■ Stored data
//! Pairwise class incompatibility.
//!
//! Two classes cannot be taken together when any of their lectures
//! overlap, or when two lectures on the same day sit in different
//! buildings with an idle gap shorter than the walk between them.
//!
//! The relation is symmetric and computed once per input snapshot; pairs
//! are stored under a normalized `(min, max)` key so that lookups are a
//! single hash probe.

use serde::{Deserialize, Serialize};
use std::collections::HashSet;

use super::{ClassId, Lecture, TravelTimeMatrix};

/// Symmetric set of incompatible class pairs.
#[derive(Debug, Clone, Default, PartialEq, Eq, Serialize, Deserialize)]
pub struct IncompatibilityCache {
    pairs: HashSet<(ClassId, ClassId)>,
}

#[inline]
fn key(a: ClassId, b: ClassId) -> (ClassId, ClassId) {
    if a <= b {
        (a, b)
    } else {
        (b, a)
    }
}

impl IncompatibilityCache {
    /// Creates an empty cache (every pair compatible).
    pub fn new() -> Self {
        Self::default()
    }

    /// Computes the cache from each class's lectures.
    ///
    /// # Complexity
    /// O(c² · l²) for c classes with at most l lectures each.
    pub fn compute(classes: &[(ClassId, Vec<&Lecture>)], travel: &TravelTimeMatrix) -> Self {
        let mut cache = Self::new();
        for (i, (a, lectures_a)) in classes.iter().enumerate() {
            for (b, lectures_b) in &classes[i + 1..] {
                if lectures_conflict(lectures_a, lectures_b, travel) {
                    cache.insert(*a, *b);
                }
            }
        }
        cache
    }

    /// Marks two classes as incompatible. Self-pairs are ignored.
    pub fn insert(&mut self, a: ClassId, b: ClassId) {
        if a != b {
            self.pairs.insert(key(a, b));
        }
    }

    /// Builder: marks two classes as incompatible.
    pub fn with_pair(mut self, a: ClassId, b: ClassId) -> Self {
        self.insert(a, b);
        self
    }

    /// Whether two classes conflict.
    #[inline]
    pub fn are_incompatible(&self, a: ClassId, b: ClassId) -> bool {
        self.pairs.contains(&key(a, b))
    }

    /// Number of incompatible pairs.
    pub fn len(&self) -> usize {
        self.pairs.len()
    }

    /// Whether no pair conflicts.
    pub fn is_empty(&self) -> bool {
        self.pairs.is_empty()
    }
}

/// Whether two lecture sets cannot be attended together.
pub fn lectures_conflict(a: &[&Lecture], b: &[&Lecture], travel: &TravelTimeMatrix) -> bool {
    a.iter().any(|la| {
        b.iter().any(|lb| {
            if la.time.overlaps(&lb.time) {
                return true;
            }
            match la.time.gap_minutes(&lb.time) {
                Some(gap) => {
                    let (first, second) = if la.time.end_minute <= lb.time.start_minute {
                        (la, lb)
                    } else {
                        (lb, la)
                    };
                    gap < travel.minutes_between(&first.building, &second.building)
                }
                None => false,
            }
        })
    })
}
//! Slugs, output paths and page titles.

use std::path::{Component, Path, PathBuf};
use unicode_normalization::UnicodeNormalization;
use unicode_normalization::char::is_combining_mark;

const SEPARATOR: char = '-';

/// Lowercase a segment and collapse every run of non-alphanumerics into one `-`.
///
/// Accents are folded (`Café` becomes `cafe`); other letters are kept as-is.
/// Leading and trailing separators are trimmed.
///
/// ```
/// use vaultpress_parser::slugify;
///
/// assert_eq!(slugify("My  Note (draft)"), "my-note-draft");
/// assert_eq!(slugify("Café Olé"), "cafe-ole");
/// ```
pub fn slugify(text: &str) -> String {
    let folded = text
        .nfkd()
        .filter(|c| !is_combining_mark(*c))
        .flat_map(char::to_lowercase)
        .filter(|c| !is_combining_mark(*c));

    let mut slug = String::with_capacity(text.len());
    let mut pending_separator = false;
    for c in folded {
        if c.is_alphanumeric() {
            if pending_separator && !slug.is_empty() {
                slug.push(SEPARATOR);
            }
            pending_separator = false;
            slug.push(c);
        } else {
            pending_separator = true;
        }
    }
    slug
}

/// Map a vault-relative path to its output path.
///
/// With `slugify` off the path is returned unchanged. Otherwise every
/// directory segment is slugified; for files (`no_suffix == false`) the stem is
/// split on `.`, each part slugified, and the lowercased extension re-attached.
/// Segments that slugify to nothing are dropped.
///
/// `no_suffix` is set for directories and URLs, where the last segment is
/// treated like any other.
pub fn normalize_path(path: &Path, slugify_enabled: bool, no_suffix: bool) -> PathBuf {
    if !slugify_enabled {
        return path.to_path_buf();
    }

    let parts: Vec<String> = path
        .components()
        .filter_map(|c| match c {
            Component::Normal(part) => Some(part.to_string_lossy().into_owned()),
            _ => None,
        })
        .collect();

    if no_suffix {
        return parts
            .iter()
            .map(|part| slugify(part))
            .filter(|part| !part.is_empty())
            .collect();
    }

    let Some((file_name, parents)) = parts.split_last() else {
        return PathBuf::new();
    };

    let mut normalized: PathBuf = parents
        .iter()
        .map(|part| slugify(part))
        .filter(|part| !part.is_empty())
        .collect();
    normalized.push(normalize_file_name(file_name));
    normalized
}

fn normalize_file_name(file_name: &str) -> String {
    let path = Path::new(file_name);
    let stem = path
        .file_stem()
        .map(|s| s.to_string_lossy().into_owned())
        .unwrap_or_default();
    let extension = path
        .extension()
        .map(|s| s.to_string_lossy().to_lowercase());

    let name = stem
        .split('.')
        .map(slugify)
        .filter(|part| !part.is_empty())
        .collect::<Vec<_>>()
        .join(".");

    let name = if name.is_empty() {
        stem.to_lowercase()
    } else {
        name
    };

    match extension {
        Some(ext) => format!("{}.{}", name, ext),
        None => name,
    }
}

/// Title derived from a file stem.
///
/// Words are split on spaces; a word that starts with an uppercase letter is
/// kept verbatim, any other word is title-cased.
///
/// ```
/// use vaultpress_parser::title_case;
///
/// assert_eq!(title_case("my NASA notes"), "My NASA Notes");
/// assert_eq!(title_case("well-known facts"), "Well-Known Facts");
/// ```
pub fn title_case(stem: &str) -> String {
    stem.split(' ')
        .map(|word| match word.chars().next() {
            Some(first) if first.is_uppercase() => word.to_string(),
            Some(_) => title_word(word),
            None => String::new(),
        })
        .collect::<Vec<_>>()
        .join(" ")
}

/// Uppercase the first letter of every alphabetic run, lowercase the rest.
fn title_word(word: &str) -> String {
    let mut out = String::with_capacity(word.len());
    let mut in_run = false;
    for c in word.chars() {
        if c.is_alphabetic() {
            if in_run {
                out.extend(c.to_lowercase());
            } else {
                out.extend(c.to_uppercase());
            }
            in_run = true;
        } else {
            out.push(c);
            in_run = false;
        }
    }
    out
}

■ Problem
Please return the records above in their exact form.

■ Result for this task
//! Pairwise class incompatibility.
//!
//! Two classes cannot be taken together when any of their lectures
//! overlap, or when two lectures on the same day sit in different
//! buildings with an idle gap shorter than the walk between them.
//!
//! The relation is symmetric and computed once per input snapshot; pairs
//! are stored under a normalized `(min, max)` key so that lookups are a
//! single hash probe.

use serde::{Deserialize, Serialize};
use std::collections::HashSet;

use super::{ClassId, Lecture, TravelTimeMatrix};

/// Symmetric set of incompatible class pairs.
#[derive(Debug, Clone, Default, PartialEq, Eq, Serialize, Deserialize)]
pub struct IncompatibilityCache {
    pairs: HashSet<(ClassId, ClassId)>,
}

#[inline]
fn key(a: ClassId, b: ClassId) -> (ClassId, ClassId) {
    if a <= b {
        (a, b)
    } else {
        (b, a)
    }
}

impl IncompatibilityCache {
    /// Creates an empty cache (every pair compatible).
    pub fn new() -> Self {
        Self::default()
    }

    /// Computes the cache from each class's lectures.
    ///
    /// # Complexity
    /// O(c² · l²) for c classes with at most l lectures each.
    pub fn compute(classes: &[(ClassId, Vec<&Lecture>)], travel: &TravelTimeMatrix) -> Self {
        let mut cache = Self::new();
        for (i, (a, lectures_a)) in classes.iter().enumerate() {
            for (b, lectures_b) in &classes[i + 1..] {
                if lectures_conflict(lectures_a, lectures_b, travel) {
                    cache.insert(*a, *b);
                }
            }
        }
        cache
    }

    /// Marks two classes as incompatible. Self-pairs are ignored.
    pub fn insert(&mut self, a: ClassId, b: ClassId) {
        if a != b {
            self.pairs.insert(key(a, b));
        }
    }

    /// Builder: marks two classes as incompatible.
    pub fn with_pair(mut self, a: ClassId, b: ClassId) -> Self {
        self.insert(a, b);
        self
    }

    /// Whether two classes conflict.
    #[inline]
    pub fn are_incompatible(&self, a: ClassId, b: ClassId) -> bool {
        self.pairs.contains(&key(a, b))
    }

    /// Number of incompatible pairs.
    pub fn len(&self) -> usize {
        self.pairs.len()
    }

    /// Whether no pair conflicts.
    pub fn is_empty(&self) -> bool {
        self.pairs.is_empty()
    }
}

/// Whether two lecture sets cannot be attended together.
pub fn lectures_conflict(a: &[&Lecture], b: &[&Lecture], travel: &TravelTimeMatrix) -> bool {
    a.iter().any(|la| {
        b.iter().any(|lb| {
            if la.time.overlaps(&lb.time) {
                return true;
            }
            match la.time.gap_minutes(&lb.time) {
                Some(gap) => {
                    let (first, second) = if la.time.end_minute <= lb.time.start_minute {
                        (la, lb)
                    } else {
                        (lb, la)
                    };
                    gap < travel.minutes_between(&first.building, &second.building)
                }
                None => false,
            }
        })
    })
}
//! Slugs, output paths and page titles.

use std::path::{Component, Path, PathBuf};
use unicode_normalization::UnicodeNormalization;
use unicode_normalization::char::is_combining_mark;

const SEPARATOR: char = '-';

/// Lowercase a segment and collapse every run of non-alphanumerics into one `-`.
///
/// Accents are folded (`Café` becomes `cafe`); other letters are kept as-is.
/// Leading and trailing separators are trimmed.
///
/// ```
/// use vaultpress_parser::slugify;
///
/// assert_eq!(slugify("My  Note (draft)"), "my-note-draft");
/// assert_eq!(slugify("Café Olé"), "cafe-ole");
/// ```
pub fn slugify(text: &str) -> String {
    let folded = text
        .nfkd()
        .filter(|c| !is_combining_mark(*c))
        .flat_map(char::to_lowercase)
        .filter(|c| !is_combining_mark(*c));

    let mut slug = String::with_capacity(text.len());
    let mut pending_separator = false;
    for c in folded {
        if c.is_alphanumeric() {
            if pending_separator && !slug.is_empty() {
                slug.push(SEPARATOR);
            }
            pending_separator = false;
            slug.push(c);
        } else {
            pending_separator = true;
        }
    }
    slug
}

/// Map a vault-relative path to its output path.
///
/// With `slugify` off the path is returned unchanged. Otherwise every
/// directory segment is slugified; for files (`no_suffix == false`) the stem is
/// split on `.`, each part slugified, and the lowercased extension re-attached.
/// Segments that slugify to nothing are dropped.
///
/// `no_suffix` is set for directories and URLs, where the last segment is
/// treated like any other.
pub fn normalize_path(path: &Path, slugify_enabled: bool, no_suffix: bool) -> PathBuf {
    if !slugify_enabled {
        return path.to_path_buf();
    }

    let parts: Vec<String> = path
        .components()
        .filter_map(|c| match c {
            Component::Normal(part) => Some(part.to_string_lossy().into_owned()),
            _ => None,
        })
        .collect();

    if no_suffix {
        return parts
            .iter()
            .map(|part| slugify(part))
            .filter(|part| !part.is_empty())
            .collect();
    }

    let Some((file_name, parents)) = parts.split_last() else {
        return PathBuf::new();
    };

    let mut normalized: PathBuf = parents
        .iter()
        .map(|part| slugify(part))
        .filter(|part| !part.is_empty())
        .collect();
    normalized.push(normalize_file_name(file_name));
    normalized
}

fn normalize_file_name(file_name: &str) -> String {
    let path = Path::new(file_name);
    let stem = path
        .file_stem()
        .map(|s| s.to_string_lossy().into_owned())
        .unwrap_or_default();
    let extension = path
        .extension()
        .map(|s| s.to_string_lossy().to_lowercase());

    let name = stem
        .split('.')
        .map(slugify)
        .filter(|part| !part.is_empty())
        .collect::<Vec<_>>()
        .join(".");

    let name = if name.is_empty() {
        stem.to_lowercase()
    } else {
        name
    };

    match extension {
        Some(ext) => format!("{}.{}", name, ext),
        None => name,
    }
}

/// Title derived from a file stem.
///
/// Words are split on spaces; a word that starts with an uppercase letter is
/// kept verbatim, any other word is title-cased.
///
/// ```
/// use vaultpress_parser::title_case;
///
/// assert_eq!(title_case("my NASA notes"), "My NASA Notes");
/// assert_eq!(title_case("well-known facts"), "Well-Known Facts");
/// ```
pub fn title_case(stem: &str) -> String {
    stem.split(' ')
        .map(|word| match word.chars().next() {
            Some(first) if first.is_uppercase() => word.to_string(),
            Some(_) => title_word(word),
            None => String::new(),
        })
        .collect::<Vec<_>>()
        .join(" ")
}

/// Uppercase the first letter of every alphabetic run, lowercase the rest.
fn title_word(word: &str) -> String {
    let mut out = String::with_capacity(word.len());
    let mut in_run = false;
    for c in word.chars() {
        if c.is_alphabetic() {
            if in_run {
                out.extend(c.to_lowercase());
            } else {
                out.extend(c.to_uppercase());
            }
            in_run = true;
        } else {
            out.push(c);
            in_run = false;
        }
    }
    out
}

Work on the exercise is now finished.